Wednesday, December 22, 2010

1.5 m Windows Phones sold on sixty carriers vs 1 m iPhones on one carrier

On Dec 21 Achim Berg, VP of business and marketing for Windows Phone 7 announced "We are pleased that phone manufacturers sold over 1.5 million phones in the first six weeks, which helps build customer momentum and retail presence." WP7 is of course the major overhaul of Microsoft's phone platform, a completely new OS from the end of line Windows Mobile. It was designed to take on Google's Android and Apple's iPhone.


1.5m sold in 6 weeks is pretty dismal.




Ed Bott Windows columnist for ZDnet defends this number by saying " Still, it’s worth noting that it took 74 days for the original iPhone to hit 1 million units sold, back in 2007"


Well the original iPhone was launched by one carrier in one country with the iPhone at $599.
WP7 was launched on 60 carriers in 30 countries! At launch there are 10 WP7 devices from various manufacturers with their own marketing powers.


As Engadget rightly points out "1.5 million units is a tiny, tiny number when you consider the platform launched on 10 devices on over 60 carriers in over 30 countries. "


The numbers are worse when you consider Microsoft was calculated by a Deustbank Bank analyst to have slated nearly half a billion in advertising.


Microsoft's Achim Berg defends the sales by saying "we're in it for the long run"

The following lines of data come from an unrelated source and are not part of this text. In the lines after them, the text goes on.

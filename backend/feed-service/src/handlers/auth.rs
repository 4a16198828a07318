/// Signup and login endpoints.
use actix_web::{web, HttpResponse};
use serde::{Deserialize, Serialize};
use sqlx::PgPool;
use uuid::Uuid;
use validator::Validate;

use crate::db::user_repo;
use crate::error::{AppError, Result};
use crate::security::{jwt::JwtKeys, password};

#[derive(Debug, Deserialize, Validate)]
pub struct SignupRequest {
    #[validate(email(message = "a valid email address is required"))]
    pub email: String,
    #[validate(length(min = 1, message = "name must not be empty"))]
    pub name: String,
    #[validate(length(min = 5, message = "password must be at least 5 characters"))]
    pub password: String,
}

#[derive(Debug, Deserialize, Validate)]
pub struct LoginRequest {
    pub email: String,
    #[validate(length(min = 5, message = "password must be at least 5 characters"))]
    pub password: String,
}

#[derive(Debug, Serialize)]
#[serde(rename_all = "camelCase")]
struct SignupResponse {
    message: String,
    user_id: Uuid,
}

#[derive(Debug, Serialize)]
#[serde(rename_all = "camelCase")]
struct LoginResponse {
    token: String,
    user_id: Uuid,
}

/// Register a new account
/// POST /auth/signup
pub async fn signup(
    pool: web::Data<PgPool>,
    body: web::Json<SignupRequest>,
) -> Result<HttpResponse> {
    let mut req = body.into_inner();
    req.email = normalize_email(&req.email);
    req.validate()?;

    if user_repo::email_exists(&pool, &req.email).await? {
        return Err(AppError::Conflict("email address already in use".to_string()));
    }

    let password_hash = password::hash_password(&req.password)?;
    let user = user_repo::create_user(&pool, &req.email, &req.name, &password_hash).await?;

    tracing::info!(user_id = %user.id, "user registered");

    Ok(HttpResponse::Created().json(SignupResponse {
        message: "User created successfully".to_string(),
        user_id: user.id,
    }))
}

/// Exchange credentials for a JWT
/// POST /auth/login
pub async fn login(
    pool: web::Data<PgPool>,
    keys: web::Data<JwtKeys>,
    body: web::Json<LoginRequest>,
) -> Result<HttpResponse> {
    let mut req = body.into_inner();
    req.email = normalize_email(&req.email);
    req.validate()?;

    let user = user_repo::find_by_email(&pool, &req.email)
        .await?
        .ok_or_else(|| AppError::Unauthorized("invalid email or password".to_string()))?;

    password::verify_password(&req.password, &user.password_hash)?;

    let token = keys.issue(user.id, &user.email)?;

    Ok(HttpResponse::Ok().json(LoginResponse {
        token,
        user_id: user.id,
    }))
}

/// Emails are stored and compared lowercased with surrounding
/// whitespace stripped.
fn normalize_email(email: &str) -> String {
    email.trim().to_lowercase()
}
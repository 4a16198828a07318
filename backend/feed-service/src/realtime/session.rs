/// WebSocket session forwarding post mutation events to one client.
use actix::{Actor, ActorContext, AsyncContext, Handler, Message as ActixMessage, StreamHandler};
use actix_web::{web, Error, HttpRequest, HttpResponse};
use actix_web_actors::ws;
use std::time::{Duration, Instant};
use tokio::sync::mpsc::UnboundedReceiver;

use super::{PostBroadcaster, SubscriberId};

const HEARTBEAT_INTERVAL: Duration = Duration::from_secs(5);
const CLIENT_TIMEOUT: Duration = Duration::from_secs(30);

// Serialized event forwarded from the broadcaster
#[derive(ActixMessage)]
#[rtype(result = "()")]
struct BroadcastMessage(String);

struct PostsWsSession {
    subscriber_id: SubscriberId,
    broadcaster: PostBroadcaster,
    // Taken when the actor starts
    receiver: Option<UnboundedReceiver<String>>,
    hb: Instant,
}

impl PostsWsSession {
    fn new(
        subscriber_id: SubscriberId,
        broadcaster: PostBroadcaster,
        receiver: UnboundedReceiver<String>,
    ) -> Self {
        Self {
            subscriber_id,
            broadcaster,
            receiver: Some(receiver),
            hb: Instant::now(),
        }
    }

    fn hb(&self, ctx: &mut ws::WebsocketContext<Self>) {
        ctx.run_interval(HEARTBEAT_INTERVAL, |act, ctx| {
            if Instant::now().duration_since(act.hb) > CLIENT_TIMEOUT {
                tracing::warn!("WebSocket heartbeat failed, disconnecting");
                ctx.stop();
                return;
            }
            ctx.ping(b"");
        });
    }
}

impl Actor for PostsWsSession {
    type Context = ws::WebsocketContext<Self>;

    fn started(&mut self, ctx: &mut Self::Context) {
        tracing::info!("posts WebSocket session started ({:?})", self.subscriber_id);

        self.hb(ctx);

        // Forward broadcast frames into the actor. The loop ends when
        // unsubscribe drops the sending half in stopped().
        if let Some(mut receiver) = self.receiver.take() {
            let addr = ctx.address();
            actix::spawn(async move {
                while let Some(payload) = receiver.recv().await {
                    addr.do_send(BroadcastMessage(payload));
                }
            });
        }
    }

    fn stopped(&mut self, _ctx: &mut Self::Context) {
        tracing::info!("posts WebSocket session stopped ({:?})", self.subscriber_id);

        let broadcaster = self.broadcaster.clone();
        let subscriber_id = self.subscriber_id;
        actix::spawn(async move {
            broadcaster.unsubscribe(subscriber_id).await;
        });
    }
}

impl Handler<BroadcastMessage> for PostsWsSession {
    type Result = ();

    fn handle(&mut self, msg: BroadcastMessage, ctx: &mut Self::Context) {
        ctx.text(msg.0);
    }
}

impl StreamHandler<Result<ws::Message, ws::ProtocolError>> for PostsWsSession {
    fn handle(&mut self, msg: Result<ws::Message, ws::ProtocolError>, ctx: &mut Self::Context) {
        match msg {
            Ok(ws::Message::Ping(msg)) => {
                self.hb = Instant::now();
                ctx.pong(&msg);
            }
            Ok(ws::Message::Pong(_)) => {
                self.hb = Instant::now();
            }
            Ok(ws::Message::Text(_)) => {
                // The posts channel is broadcast-only
            }
            Ok(ws::Message::Binary(_)) => {
                tracing::warn!("binary WebSocket messages not supported");
            }
            Ok(ws::Message::Close(reason)) => {
                tracing::debug!("WebSocket close received: {:?}", reason);
                ctx.stop();
            }
            _ => {}
        }
    }
}

/// `GET /ws/posts` — upgrade and subscribe to mutation events.
pub async fn posts_ws(
    req: HttpRequest,
    stream: web::Payload,
    broadcaster: web::Data<PostBroadcaster>,
) -> Result<HttpResponse, Error> {
    let (subscriber_id, receiver) = broadcaster.subscribe().await;
    let session = PostsWsSession::new(subscriber_id, broadcaster.get_ref().clone(), receiver);

    ws::start(session, &req, stream)
}
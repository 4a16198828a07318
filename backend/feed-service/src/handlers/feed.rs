/// Feed handlers - HTTP endpoints for post operations.
///
/// Mutations take multipart bodies (`title`, `content` and an `image`
/// part that is either an uploaded file or, on update, a text field
/// carrying the previously stored path).
use actix_multipart::{Field, Multipart};
use actix_web::{web, HttpResponse};
use futures_util::StreamExt;
use serde::{Deserialize, Serialize};
use std::path::Path;
use uuid::Uuid;
use validator::Validate;

use crate::config::Config;
use crate::error::{AppError, Result};
use crate::middleware::UserId;
use crate::models::{CreatorSummary, PostWithCreator};
use crate::services::{storage, PostService};

#[derive(Debug, Deserialize)]
pub struct FeedQuery {
    pub page: Option<i64>,
}

#[derive(Debug, Serialize)]
#[serde(rename_all = "camelCase")]
struct FeedResponse {
    message: String,
    posts: Vec<PostWithCreator>,
    total_items: i64,
}

#[derive(Debug, Serialize)]
struct PostResponse {
    message: String,
    post: PostWithCreator,
}

#[derive(Debug, Serialize)]
struct CreatePostResponse {
    message: String,
    post: PostWithCreator,
    creator: CreatorSummary,
}

#[derive(Debug, Serialize)]
struct MessageResponse {
    message: String,
}

/// Title/content rules shared by create and update.
#[derive(Debug, Validate)]
struct PostInput {
    #[validate(length(min = 5, message = "title must be at least 5 characters"))]
    title: String,
    #[validate(length(min = 5, message = "content must be at least 5 characters"))]
    content: String,
}

/// Multipart fields collected from a create/update request.
#[derive(Debug, Default)]
struct PostForm {
    title: String,
    content: String,
    /// Path of a freshly uploaded image file, already on disk
    uploaded: Option<String>,
    /// Previously stored path submitted as a plain text `image` field
    submitted_image: Option<String>,
}

/// Get one page of the feed
/// GET /feed/posts?page=N
pub async fn get_posts(
    service: web::Data<PostService>,
    query: web::Query<FeedQuery>,
) -> Result<HttpResponse> {
    let page = query.page.unwrap_or(1);
    let feed = service.feed_page(page).await?;

    Ok(HttpResponse::Ok().json(FeedResponse {
        message: "Posts fetched successfully".to_string(),
        posts: feed.posts,
        total_items: feed.total_items,
    }))
}

/// Create a new post
/// POST /feed/post
pub async fn create_post(
    service: web::Data<PostService>,
    config: web::Data<Config>,
    user_id: UserId,
    payload: Multipart,
) -> Result<HttpResponse> {
    let form = read_post_form(payload, Path::new(&config.media.upload_dir)).await?;
    let input = validate_input(&form).await?;

    let image_url = form
        .uploaded
        .ok_or_else(|| AppError::Validation("image not provided".to_string()))?;

    let post = service
        .create_post(user_id.0, &input.title, &input.content, &image_url)
        .await?;
    let creator = post.creator.clone();

    Ok(HttpResponse::Created().json(CreatePostResponse {
        message: "Post created successfully".to_string(),
        post,
        creator,
    }))
}

/// Get a single post by id
/// GET /feed/post/{post_id}
pub async fn get_post(
    service: web::Data<PostService>,
    post_id: web::Path<Uuid>,
) -> Result<HttpResponse> {
    let post = service.get_post(*post_id).await?;

    Ok(HttpResponse::Ok().json(PostResponse {
        message: "Post fetched successfully".to_string(),
        post,
    }))
}

/// Update a post the caller owns
/// PUT /feed/post/{post_id}
pub async fn update_post(
    service: web::Data<PostService>,
    config: web::Data<Config>,
    user_id: UserId,
    post_id: web::Path<Uuid>,
    payload: Multipart,
) -> Result<HttpResponse> {
    let form = read_post_form(payload, Path::new(&config.media.upload_dir)).await?;
    let input = validate_input(&form).await?;

    // Keeps the delivered contract: a request with no usable image is a
    // 404, and it fails before any persistence write.
    let image_url = resolve_image_url(form.uploaded, form.submitted_image)
        .ok_or_else(|| AppError::NotFound("no image provided for post".to_string()))?;

    let post = service
        .update_post(user_id.0, *post_id, &input.title, &input.content, &image_url)
        .await?;

    Ok(HttpResponse::Ok().json(PostResponse {
        message: "Post updated successfully".to_string(),
        post,
    }))
}

/// Delete a post the caller owns
/// DELETE /feed/post/{post_id}
pub async fn delete_post(
    service: web::Data<PostService>,
    user_id: UserId,
    post_id: web::Path<Uuid>,
) -> Result<HttpResponse> {
    service.delete_post(user_id.0, *post_id).await?;

    Ok(HttpResponse::Ok().json(MessageResponse {
        message: "Post deleted successfully".to_string(),
    }))
}

/// The image for an update is the new upload when present, else the
/// previously submitted path; empty strings resolve to nothing.
fn resolve_image_url(uploaded: Option<String>, submitted: Option<String>) -> Option<String> {
    uploaded.or(submitted).filter(|path| !path.is_empty())
}

/// Validate title/content, cleaning up an already-saved upload when the
/// request turns out to be invalid.
async fn validate_input(form: &PostForm) -> Result<PostInput> {
    let input = PostInput {
        title: form.title.trim().to_string(),
        content: form.content.trim().to_string(),
    };

    if let Err(errors) = input.validate() {
        if let Some(path) = &form.uploaded {
            storage::delete_image(path).await;
        }
        return Err(errors.into());
    }

    Ok(input)
}

async fn read_post_form(mut payload: Multipart, upload_dir: &Path) -> Result<PostForm> {
    let mut form = PostForm::default();

    while let Some(item) = payload.next().await {
        let mut field = item
            .map_err(|e| AppError::Validation(format!("malformed multipart request: {e}")))?;
        let name = field.name().unwrap_or("").to_string();

        match name.as_str() {
            "title" => form.title = read_text(&mut field).await?,
            "content" => form.content = read_text(&mut field).await?,
            "image" => {
                let is_file = field
                    .content_disposition()
                    .and_then(|cd| cd.get_filename())
                    .is_some();
                if is_file {
                    form.uploaded = Some(storage::save_image(upload_dir, &mut field).await?);
                } else {
                    form.submitted_image = Some(read_text(&mut field).await?);
                }
            }
            _ => drain(&mut field).await?,
        }
    }

    Ok(form)
}

async fn read_text(field: &mut Field) -> Result<String> {
    let mut buf = Vec::new();
    while let Some(chunk) = field.next().await {
        let data =
            chunk.map_err(|e| AppError::Validation(format!("failed to read field: {e}")))?;
        buf.extend_from_slice(&data);
    }

    String::from_utf8(buf)
        .map_err(|_| AppError::Validation("field must be valid UTF-8".to_string()))
}

async fn drain(field: &mut Field) -> Result<()> {
    while let Some(chunk) = field.next().await {
        chunk.map_err(|e| AppError::Validation(format!("failed to read field: {e}")))?;
    }
    Ok(())
}
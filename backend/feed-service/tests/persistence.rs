//! Database-backed checks of the feed listing and the paired writes
//! into `users.posts`. These need a running Postgres; they skip when
//! `DATABASE_URL` is not set so the rest of the suite stays
//! self-contained.
use sqlx::postgres::PgPoolOptions;
use std::time::Duration;
use uuid::Uuid;

use feed_service::db::user_repo;
use feed_service::realtime::PostBroadcaster;
use feed_service::services::{PostService, ITEMS_PER_PAGE};

async fn test_pool() -> Option<sqlx::PgPool> {
    let url = std::env::var("DATABASE_URL").ok()?;
    let pool = PgPoolOptions::new()
        .max_connections(2)
        .connect(&url)
        .await
        .expect("connect to test database");
    sqlx::migrate!("./migrations")
        .run(&pool)
        .await
        .expect("run migrations");
    Some(pool)
}

#[tokio::test]
async fn feed_ordering_and_paired_writes_round_trip() {
    let Some(pool) = test_pool().await else {
        eprintln!("DATABASE_URL not set, skipping persistence test");
        return;
    };
    let service = PostService::new(pool.clone(), PostBroadcaster::new());

    let email = format!("{}@example.com", Uuid::new_v4());
    let user = user_repo::create_user(&pool, &email, "ada", "stored-hash")
        .await
        .expect("create user");

    let before = service.feed_page(1).await.expect("feed").total_items;

    let mut ids = Vec::new();
    for n in 1..=5 {
        let post = service
            .create_post(
                user.id,
                &format!("post number {n}"),
                "body long enough",
                "uploads/persistence-test.png",
            )
            .await
            .expect("create post");
        ids.push(post.id);
        // created_at must strictly increase between posts
        tokio::time::sleep(Duration::from_millis(2)).await;
    }

    // Page 1 is the two newest posts, newest first, with the creator
    // populated; the total counts every post in the table.
    let page = service.feed_page(1).await.expect("feed");
    assert_eq!(page.total_items, before + 5);
    assert_eq!(page.posts.len() as i64, ITEMS_PER_PAGE);
    assert_eq!(page.posts[0].id, ids[4]);
    assert_eq!(page.posts[1].id, ids[3]);
    assert_eq!(page.posts[0].creator.name, "ada");

    // The owner's posts array holds each created id exactly once, even
    // after a retried append.
    user_repo::append_post(&pool, user.id, ids[0])
        .await
        .expect("retry append");
    let owner = user_repo::find_by_id(&pool, user.id)
        .await
        .expect("find user")
        .expect("user exists");
    for id in &ids {
        assert_eq!(owner.posts.iter().filter(|p| *p == id).count(), 1);
    }

    // Deleting removes the row and the array entry together.
    service
        .delete_post(user.id, ids[4])
        .await
        .expect("delete post");
    let owner = user_repo::find_by_id(&pool, user.id)
        .await
        .expect("find user")
        .expect("user exists");
    assert!(!owner.posts.contains(&ids[4]));

    let page = service.feed_page(1).await.expect("feed");
    assert_eq!(page.total_items, before + 4);
    assert_eq!(page.posts[0].id, ids[3]);
}

#[tokio::test]
async fn far_out_pages_are_empty_not_errors() {
    let Some(pool) = test_pool().await else {
        eprintln!("DATABASE_URL not set, skipping persistence test");
        return;
    };
    let service = PostService::new(pool.clone(), PostBroadcaster::new());

    let page = service.feed_page(i64::MAX).await.expect("feed");
    assert!(page.posts.is_empty());
}
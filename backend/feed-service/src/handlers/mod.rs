/// HTTP handlers, grouped by route scope.
pub mod auth;
pub mod feed;

pub use auth::{login, signup};
pub use feed::{create_post, delete_post, get_post, get_posts, update_post};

Well 1.5m phones at about $15 (very roughly estimating from Win Mo 6 license fees) gives Msft $22.5 m. That's peanuts for a corporation the size of Microsoft. Considering it took half a billion in marketing it's even worse. Apple makes around $500 to 600 for each iPhone (when you add the money from the contracts) so for 1.5m phones it would have made about 800 -  900 m gross. With the various power plays in the Microsoft divisions and the billions earned by Windows  desktop and Office how much support will WP7 get if launch sales are so low?